There is a little complication: Pipelined and superscalar processors,
i.e., RISC and some modern CISC machines can process independent
instructions while waiting for the results of an instruction. The
compiler usually reorders (schedules) the instructions in a way that
achieves good usage of these delay slots. However, on our first tries
the compiler did not do well on scheduling primitives. E.g., for
+
implemented as
n=sp[0]+sp[1]; sp++; sp[0]=n; NEXT;
the NEXT comes strictly after the other code, i.e., there is nearly no
scheduling. After a little thought the problem becomes clear: The
compiler cannot know that sp and ip point to different addresses (and
the version of gcc
we used would not know it even if it was
possible), so it could not move the load of the cfa above the store to
the TOS. Indeed the pointers could be the same, if code on or very near
the top of stack were executed.
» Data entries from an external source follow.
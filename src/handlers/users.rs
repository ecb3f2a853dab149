use axum::extract::{Json, Path, State};
use serde::{Deserialize, Serialize};
use uuid::Uuid;

use crate::database::models::{Permission, User};
use crate::database::transaction::with_deadline;
use crate::error::ApiError;
use crate::handlers::AppState;
use crate::middleware::{ApiResponse, ApiResult, AuthUser};
use crate::services::{NewUser, OrgTreeService, UserService};

#[derive(Debug, Deserialize)]
pub struct ReportsToRequest {
    /// New manager; `null` detaches the user from the tree
    pub manager_id: Option<Uuid>,
}

#[derive(Debug, Serialize)]
pub struct Reassigned {
    pub user_id: Uuid,
    pub manager_id: Option<Uuid>,
    pub refreshed_teams: usize,
}

/// POST /api/users
pub async fn create(
    State(state): State<AppState>,
    auth: AuthUser,
    Json(payload): Json<NewUser>,
) -> ApiResult<User> {
    payload.validate()?;
    state.require(&auth, &[Permission::ManageUsers]).await?;

    let users = UserService::new(state.pool.clone());
    let user = with_deadline(state.deadline(), users.create(payload)).await?;
    Ok(ApiResponse::created(user))
}

/// GET /api/users/:id
pub async fn get(State(state): State<AppState>, _auth: AuthUser, Path(id): Path<Uuid>) -> ApiResult<User> {
    let users = UserService::new(state.pool.clone());
    let user = with_deadline(state.deadline(), users.get(id)).await?;
    Ok(ApiResponse::success(user))
}

/// GET /api/users/:id/subordinates - Everyone below the user, at any depth
pub async fn subordinates(
    State(state): State<AppState>,
    auth: AuthUser,
    Path(id): Path<Uuid>,
) -> ApiResult<Vec<Uuid>> {
    if id != auth.user_id {
        state
            .require(&auth, &[Permission::ManageUsers, Permission::ViewAllTeams])
            .await?;
    }

    let org = OrgTreeService::new(state.pool.clone(), state.tx_settings());
    let ids = with_deadline(state.deadline(), org.subordinates(id)).await?;
    Ok(ApiResponse::success(ids))
}

/// PUT /api/users/:id/reports-to - Move a user (and everyone below them) under
/// a new manager; the supervisor chains that moved with them are refreshed in
/// the same transaction
pub async fn reassign(
    State(state): State<AppState>,
    auth: AuthUser,
    Path(id): Path<Uuid>,
    Json(payload): Json<ReportsToRequest>,
) -> ApiResult<Reassigned> {
    if payload.manager_id == Some(id) {
        return Err(ApiError::bad_request("A user cannot report to themselves"));
    }
    state.require(&auth, &[Permission::ManageUsers]).await?;

    let org = OrgTreeService::new(state.pool.clone(), state.tx_settings());
    let refreshed_teams = with_deadline(state.deadline(), org.assign_manager(id, payload.manager_id)).await?;

    Ok(ApiResponse::success(Reassigned {
        user_id: id,
        manager_id: payload.manager_id,
        refreshed_teams,
    }))
}

#[cfg(test)]
mod tests {
    use crate::handlers::test_support::{authed, send};
    use axum::http::StatusCode;
    use serde_json::json;
    use uuid::Uuid;

    #[tokio::test]
    async fn self_reporting_is_rejected() {
        let id = Uuid::new_v4();
        let uri = format!("/api/users/{}/reports-to", id);
        let (status, _) = send(authed("PUT", &uri, Some(json!({ "manager_id": id })))).await;
        assert_eq!(status, StatusCode::BAD_REQUEST);
    }

    #[tokio::test]
    async fn invalid_user_fields_are_reported() {
        let payload = json!({
            "username": "x",
            "email": "not-an-email",
            "full_name": "Someone",
            "hierarchy_level_id": Uuid::new_v4()
        });
        let (status, body) = send(authed("POST", "/api/users", Some(payload))).await;
        assert_eq!(status, StatusCode::BAD_REQUEST);
        assert!(body["field_errors"]["username"].is_string());
        assert!(body["field_errors"]["email"].is_string());
    }
}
In the interest of speed we chose to
forbid this probably unused "feature" and helped the compiler in
scheduling: NEXT is divided into the loading part (NEXT_P1
) and
the goto part (NEXT_P2
). +
now looks like:
n=sp[0]+sp[1]; sp++; NEXT_P1; sp[0]=n; NEXT_P2;
This can be scheduled optimally by the compiler.
This division can be turned off with the switch -DCISC_NEXT
. This
switch is on by default on machines that do not profit from scheduling
(e.g., the 80386), in order to preserve registers.